The ad hoc solution we apply is to modify the build.py scripts for those job types.

I wonder if it would be possible to add a configurable option for the amount of memory, just like it is for CPU cores or the number of GPUs, or some other solution that doesn’t require changing the cryoSPARC codebase in future releases?

leetleyang · April 6, 2022, 11:19am

Hi,

Are you referring to cluster submissions? If so, have you tried creating a bespoke lane incorporating a multiplier with the the ram_gb variable in cluster_script.sh?

e.g.

#SBATCH --mem={{ ram_gb*2 }}G

Cheers,
Yang

bsobol · April 6, 2022, 12:14pm

Yes, I’m referring to cluster submissions and we are aware that we can do it this way, but this solution also has its downsides, especially in computing centre with multiple users having different needs.

It would be really great to have it configurable during the job at job building step.

bsobol · September 15, 2022, 11:01am

@team I would suggest a very simple solution for this kind of issues.

If we have a job_type variable available in the submission script, we would be able to adjust the required resources on the job_type level and not on the lane level, which is drastically more convenient for both users and admins (of course having this configurable in web interface would be ideal, but I understand that it would require more development).

This is a single-line modification (3.3.2-220824):

--- cryosparc_master/cryosparc_command/command_core/__init__.py.orig
+++ cryosparc_master/cryosparc_command/command_core/__init__.py	
@@ -2289,2 +2289,3 @@
                     'cryosparc_username' : job_username,
+                    'job_type' : job_doc['job_type'],
                 }

wtempel · September 15, 2022, 2:00pm

One way of accommodating those different needs would be to allow users to choose from a number of cluster lanes with independently specified ram_gb multipliers.

wtempel · September 15, 2022, 2:06pm

Please can you illustrate how you would use the proposed job_type variable inside cluster_script.sh?

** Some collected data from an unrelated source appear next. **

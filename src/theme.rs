//! Visual Theme
//!
//! Static style table: every named element maps to a list of CSS
//! declarations, rendered as inline `style` attributes.

use crate::chrome::Platform;

const HUE: u16 = 233;
const SATURATION: u8 = 14;

pub const HEADER_HEIGHT: u32 = 60;
pub const HEADER_PADDING: u32 = 10;
pub const HEADER_TOTAL: u32 = HEADER_HEIGHT + 2 * HEADER_PADDING;

/// Lightness levels of the palette
pub mod lightness {
    pub const DARK: u8 = 13;
    pub const BG: u8 = 30;
    pub const DIV: u8 = 20;
    pub const LIGHT: u8 = 92;
}

/// `hsla()` color on the app's single hue
pub fn color(lightness: u8, alpha: f32) -> String {
    format!("hsla({}, {}%, {}%, {})", HUE, SATURATION, lightness, alpha)
}

pub fn header_alpha(platform: Platform) -> f32 {
    match platform {
        Platform::Ios => 0.55,
        Platform::Other => 0.85,
    }
}

#[derive(Debug, Clone, Copy, PartialEq, Eq)]
pub enum Style {
    Container,
    Header,
    Backdrop,
    Logo,
    Divider,
    ScrollContainer,
    FilmContainer,
    Title,
    Subtitle,
    Content,
    Text,
    TextLight,
    Info,
    InfoTitle,
    Row,
    Character,
    Loading,
    ErrorCard,
    RetryButton,
}

impl Style {
    pub fn declarations(self, platform: Platform) -> Vec<(&'static str, String)> {
        use lightness::*;
        let px = |v: u32| format!("{}px", v);

        match self {
            Style::Container => vec![
                ("display", "flex".into()),
                ("flex-direction", "column".into()),
                ("align-items", "center".into()),
                ("justify-content", "flex-start".into()),
                ("min-height", "100vh".into()),
                ("background-color", color(BG, 1.0)),
            ],
            Style::Header => vec![
                ("position", "sticky".into()),
                ("top", "0".into()),
                ("z-index", "1".into()),
                ("box-sizing", "border-box".into()),
                ("width", "100%".into()),
                ("height", px(HEADER_TOTAL)),
                ("padding", px(HEADER_PADDING)),
                ("background-color", color(DARK, header_alpha(platform))),
            ],
            Style::Backdrop => vec![
                ("position", "absolute".into()),
                ("inset", "0".into()),
                ("z-index", "-1".into()),
                ("backdrop-filter", "blur(18px)".into()),
                ("-webkit-backdrop-filter", "blur(18px)".into()),
            ],
            Style::Logo => vec![
                ("display", "block".into()),
                ("height", px(HEADER_HEIGHT)),
                ("width", "100%".into()),
                ("object-fit", "contain".into()),
            ],
            Style::Divider => vec![
                ("background-color", color(DIV, 1.0)),
                ("width", "100%".into()),
                ("height", px(2)),
            ],
            Style::ScrollContainer => vec![
                ("display", "flex".into()),
                ("flex-direction", "column".into()),
                ("align-items", "center".into()),
                ("width", "100%".into()),
                ("margin-top", px(5)),
                ("overflow-y", "auto".into()),
            ],
            Style::FilmContainer => vec![
                ("box-sizing", "border-box".into()),
                ("background-color", color(LIGHT, 1.0)),
                ("width", "calc(100% - 10px)".into()),
                ("display", "flex".into()),
                ("flex-direction", "column".into()),
                ("align-items", "center".into()),
                ("border-radius", px(10)),
                ("padding", px(10)),
                ("margin", px(5)),
            ],
            Style::Title => vec![
                ("color", color(DARK, 1.0)),
                ("font-weight", "bold".into()),
                ("font-size", px(20)),
            ],
            Style::Subtitle => vec![
                ("color", color(DARK, 1.0)),
                ("font-style", "italic".into()),
                ("font-size", px(18)),
            ],
            Style::Content => vec![
                ("width", "100%".into()),
                ("display", "flex".into()),
                ("flex-direction", "column".into()),
                ("align-items", "flex-start".into()),
                ("justify-content", "space-between".into()),
            ],
            // pre-line keeps the paragraph breaks of the crawl text
            Style::Text => vec![("color", color(DARK, 1.0)), ("white-space", "pre-line".into())],
            Style::TextLight => vec![("color", color(LIGHT, 1.0))],
            Style::Info => vec![("margin-top", px(15)), ("flex", "1".into())],
            Style::InfoTitle => vec![("color", color(DARK, 1.0)), ("font-weight", "bold".into())],
            Style::Row => vec![
                ("display", "flex".into()),
                ("flex", "1".into()),
                ("flex-direction", "row".into()),
                ("flex-wrap", "wrap".into()),
                ("align-items", "flex-start".into()),
                ("justify-content", "flex-start".into()),
            ],
            Style::Character => vec![
                ("background-color", color(BG, 1.0)),
                ("padding", px(4)),
                ("margin", px(3)),
                ("border-radius", px(10)),
            ],
            Style::Loading => vec![
                ("margin", px(15)),
                ("width", px(28)),
                ("height", px(28)),
                ("border", format!("3px solid {}", color(LIGHT, 0.25))),
                ("border-top-color", color(LIGHT, 1.0)),
                ("border-radius", "50%".into()),
                ("animation", "spin 0.8s linear infinite".into()),
            ],
            Style::ErrorCard => vec![
                ("box-sizing", "border-box".into()),
                ("background-color", color(LIGHT, 1.0)),
                ("color", color(DARK, 1.0)),
                ("width", "calc(100% - 10px)".into()),
                ("border-radius", px(10)),
                ("padding", px(10)),
                ("margin", px(5)),
                ("text-align", "center".into()),
            ],
            Style::RetryButton => vec![
                ("margin-top", px(10)),
                ("padding", "6px 16px".into()),
                ("border", "none".into()),
                ("border-radius", px(10)),
                ("background-color", color(BG, 1.0)),
                ("color", color(LIGHT, 1.0)),
            ],
        }
    }

    pub fn to_inline(self, platform: Platform) -> String {
        self.declarations(platform)
            .into_iter()
            .map(|(name, value)| format!("{}: {};", name, value))
            .collect::<Vec<_>>()
            .join(" ")
    }
}

/// Inline style for the current platform
pub fn style(name: Style) -> String {
    name.to_inline(crate::chrome::current_platform())
}

#[cfg(test)]
mod tests {
    use super::*;

    #[test]
    fn test_color_format() {
        assert_eq!(color(lightness::DARK, 1.0), "hsla(233, 14%, 13%, 1)");
        assert_eq!(color(lightness::DARK, 0.55), "hsla(233, 14%, 13%, 0.55)");
    }

    #[test]
    fn test_header_tint_depends_on_platform() {
        let ios = Style::Header.to_inline(Platform::Ios);
        let other = Style::Header.to_inline(Platform::Other);
        assert!(ios.contains("background-color: hsla(233, 14%, 13%, 0.55);"));
        assert!(other.contains("background-color: hsla(233, 14%, 13%, 0.85);"));
        assert!(ios.contains("height: 80px;"));
    }

    #[test]
    fn test_inline_format() {
        assert_eq!(
            Style::Info.to_inline(Platform::Other),
            "margin-top: 15px; flex: 1;"
        );
    }
}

bsobol · September 15, 2022, 2:48pm

Something like

{% if  job_type == 'topaz_train' %}                                                                                                                                                               
    {% set mem_size = ram_gb*2 %}
{% endif %}
[...]
#SBATCH --mem={{ mem_size }}GB

or to conditionally choose different slurm partition etc.

Users often don’t know (and don’t want to know and remember) which job will need more memory, on which lane and partition it’s the best to run etc. With this I can make simple jinja-based logic in default cluster-wide lane covering 90% of most common cases and hide all this from users, save their and my time.

wtempel · December 12, 2022, 9:28pm

@bsobol CryoSPARC version 4.1 includes additional cluster configuration options.